Description of the task:
Please transcribe the following records in full, exactly as given.

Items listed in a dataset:
▬▬▬▬▬▬
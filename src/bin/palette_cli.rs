//! CLI tool for colorpalette - extracts or generates a palette and prints it
//!
//! Usage:
//!   palette_cli <image>                  # Palette summary as JSON
//!   palette_cli <image> --css            # CSS custom properties
//!   palette_cli --tailwind --seed 42     # Random palette as Tailwind config
//!   palette_cli <image> --config cfg.json
//!
//! Set `RUST_LOG=debug` for extraction diagnostics.

#![allow(clippy::exit)]
#![allow(clippy::unwrap_used)]
#![allow(clippy::expect_used)]
#![allow(clippy::indexing_slicing)]

use std::env;
use std::fs;
use std::process;

use colorpalette::{PaletteConfig, PaletteError, RngEntropy, Session};

const USAGE: &str =
    "Usage: palette_cli [image] [--css | --tailwind | --json] [--config cfg.json] [--seed N]";

#[derive(Debug, Clone, Copy, PartialEq, Eq)]
enum Format {
    Json,
    Css,
    Tailwind,
}

struct Args {
    image: Option<String>,
    format: Format,
    config: Option<String>,
    seed: Option<u64>,
}

fn parse_args() -> Result<Args, String> {
    let mut args = Args {
        image: None,
        format: Format::Json,
        config: None,
        seed: None,
    };

    let mut iter = env::args().skip(1);
    while let Some(arg) = iter.next() {
        match arg.as_str() {
            "--css" => args.format = Format::Css,
            "--tailwind" => args.format = Format::Tailwind,
            "--json" => args.format = Format::Json,
            "--config" => {
                args.config = Some(iter.next().ok_or("--config needs a path")?);
            }
            "--seed" => {
                let raw = iter.next().ok_or("--seed needs a number")?;
                args.seed = Some(raw.parse().map_err(|_| format!("invalid seed: {raw}"))?);
            }
            "-h" | "--help" => return Err(String::new()),
            flag if flag.starts_with("--") => return Err(format!("unknown flag: {flag}")),
            path => {
                if args.image.replace(path.to_string()).is_some() {
                    return Err("only one image may be given".to_string());
                }
            }
        }
    }
    Ok(args)
}

fn load_config(path: Option<&str>) -> Result<PaletteConfig, PaletteError> {
    match path {
        Some(path) => PaletteConfig::from_json(&fs::read_to_string(path)?),
        None => Ok(PaletteConfig::default()),
    }
}

fn main() {
    #[cfg(not(target_arch = "wasm32"))]
    env_logger::init();

    let args = match parse_args() {
        Ok(args) => args,
        Err(msg) => {
            if !msg.is_empty() {
                eprintln!("{msg}");
            }
            eprintln!("{USAGE}");
            process::exit(1);
        }
    };

    let config = match load_config(args.config.as_deref()) {
        Ok(config) => config,
        Err(e) => {
            eprintln!("Error loading config: {e}");
            process::exit(1);
        }
    };

    let entropy = match args.seed {
        Some(seed) => RngEntropy::seeded(seed),
        None => RngEntropy::from_entropy(),
    };
    let session = match Session::new(config, entropy) {
        Ok(session) => session,
        Err(e) => {
            eprintln!("Error: {e}");
            process::exit(1);
        }
    };

    if let Some(path) = &args.image {
        let data = match fs::read(path) {
            Ok(d) => d,
            Err(e) => {
                eprintln!("Error reading {path}: {e}");
                process::exit(1);
            }
        };
        let pending = session.begin_extraction();
        let image = match colorpalette::PaletteExtractor::decode(&data) {
            Ok(image) => image,
            Err(e) => {
                pending.fail(&e);
                eprintln!("Error decoding {path}: {e}");
                process::exit(1);
            }
        };
        if pending.complete(&image).is_none() {
            eprintln!("Extraction from {path} was discarded");
            process::exit(1);
        }
    }

    let output = match args.format {
        Format::Css => session.export_css(),
        Format::Tailwind => session.export_framework_snippet(),
        Format::Json => match serde_json::to_string_pretty(&session.summary()) {
            Ok(json) => json,
            Err(e) => {
                eprintln!("Error serializing JSON: {e}");
                process::exit(1);
            }
        },
    };
    println!("{output}");
}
▬▬▬▬▬▬
Answer below:
filename src/bin/palette_cli.rs
//! CLI tool for colorpalette - extracts or generates a palette and prints it
//!
//! Usage:
//!   palette_cli <image>                  # Palette summary as JSON
//!   palette_cli <image> --css            # CSS custom properties
//!   palette_cli --tailwind --seed 42     # Random palette as Tailwind config
//!   palette_cli <image> --config cfg.json
//!
//! Set `RUST_LOG=debug` for extraction diagnostics.

#![allow(clippy::exit)]
#![allow(clippy::unwrap_used)]
#![allow(clippy::expect_used)]
#![allow(clippy::indexing_slicing)]

use std::env;
use std::fs;
use std::process;

use colorpalette::{PaletteConfig, PaletteError, RngEntropy, Session};

const USAGE: &str =
    "Usage: palette_cli [image] [--css | --tailwind | --json] [--config cfg.json] [--seed N]";

#[derive(Debug, Clone, Copy, PartialEq, Eq)]
enum Format {
    Json,
    Css,
    Tailwind,
}

struct Args {
    image: Option<String>,
    format: Format,
    config: Option<String>,
    seed: Option<u64>,
}

fn parse_args() -> Result<Args, String> {
    let mut args = Args {
        image: None,
        format: Format::Json,
        config: None,
        seed: None,
    };

    let mut iter = env::args().skip(1);
    while let Some(arg) = iter.next() {
        match arg.as_str() {
            "--css" => args.format = Format::Css,
            "--tailwind" => args.format = Format::Tailwind,
            "--json" => args.format = Format::Json,
            "--config" => {
                args.config = Some(iter.next().ok_or("--config needs a path")?);
            }
            "--seed" => {
                let raw = iter.next().ok_or("--seed needs a number")?;
                args.seed = Some(raw.parse().map_err(|_| format!("invalid seed: {raw}"))?);
            }
            "-h" | "--help" => return Err(String::new()),
            flag if flag.starts_with("--") => return Err(format!("unknown flag: {flag}")),
            path => {
                if args.image.replace(path.to_string()).is_some() {
                    return Err("only one image may be given".to_string());
                }
            }
        }
    }
    Ok(args)
}

fn load_config(path: Option<&str>) -> Result<PaletteConfig, PaletteError> {
    match path {
        Some(path) => PaletteConfig::from_json(&fs::read_to_string(path)?),
        None => Ok(PaletteConfig::default()),
    }
}

fn main() {
    #[cfg(not(target_arch = "wasm32"))]
    env_logger::init();

    let args = match parse_args() {
        Ok(args) => args,
        Err(msg) => {
            if !msg.is_empty() {
                eprintln!("{msg}");
            }
            eprintln!("{USAGE}");
            process::exit(1);
        }
    };

    let config = match load_config(args.config.as_deref()) {
        Ok(config) => config,
        Err(e) => {
            eprintln!("Error loading config: {e}");
            process::exit(1);
        }
    };

    let entropy = match args.seed {
        Some(seed) => RngEntropy::seeded(seed),
        None => RngEntropy::from_entropy(),
    };
    let session = match Session::new(config, entropy) {
        Ok(session) => session,
        Err(e) => {
            eprintln!("Error: {e}");
            process::exit(1);
        }
    };

    if let Some(path) = &args.image {
        let data = match fs::read(path) {
            Ok(d) => d,
            Err(e) => {
                eprintln!("Error reading {path}: {e}");
                process::exit(1);
            }
        };
        let pending = session.begin_extraction();
        let image = match colorpalette::PaletteExtractor::decode(&data) {
            Ok(image) => image,
            Err(e) => {
                pending.fail(&e);
                eprintln!("Error decoding {path}: {e}");
                process::exit(1);
            }
        };
        if pending.complete(&image).is_none() {
            eprintln!("Extraction from {path} was discarded");
            process::exit(1);
        }
    }

    let output = match args.format {
        Format::Css => session.export_css(),
        Format::Tailwind => session.export_framework_snippet(),
        Format::Json => match serde_json::to_string_pretty(&session.summary()) {
            Ok(json) => json,
            Err(e) => {
                eprintln!("Error serializing JSON: {e}");
                process::exit(1);
            }
        },
    };
    println!("{output}");
}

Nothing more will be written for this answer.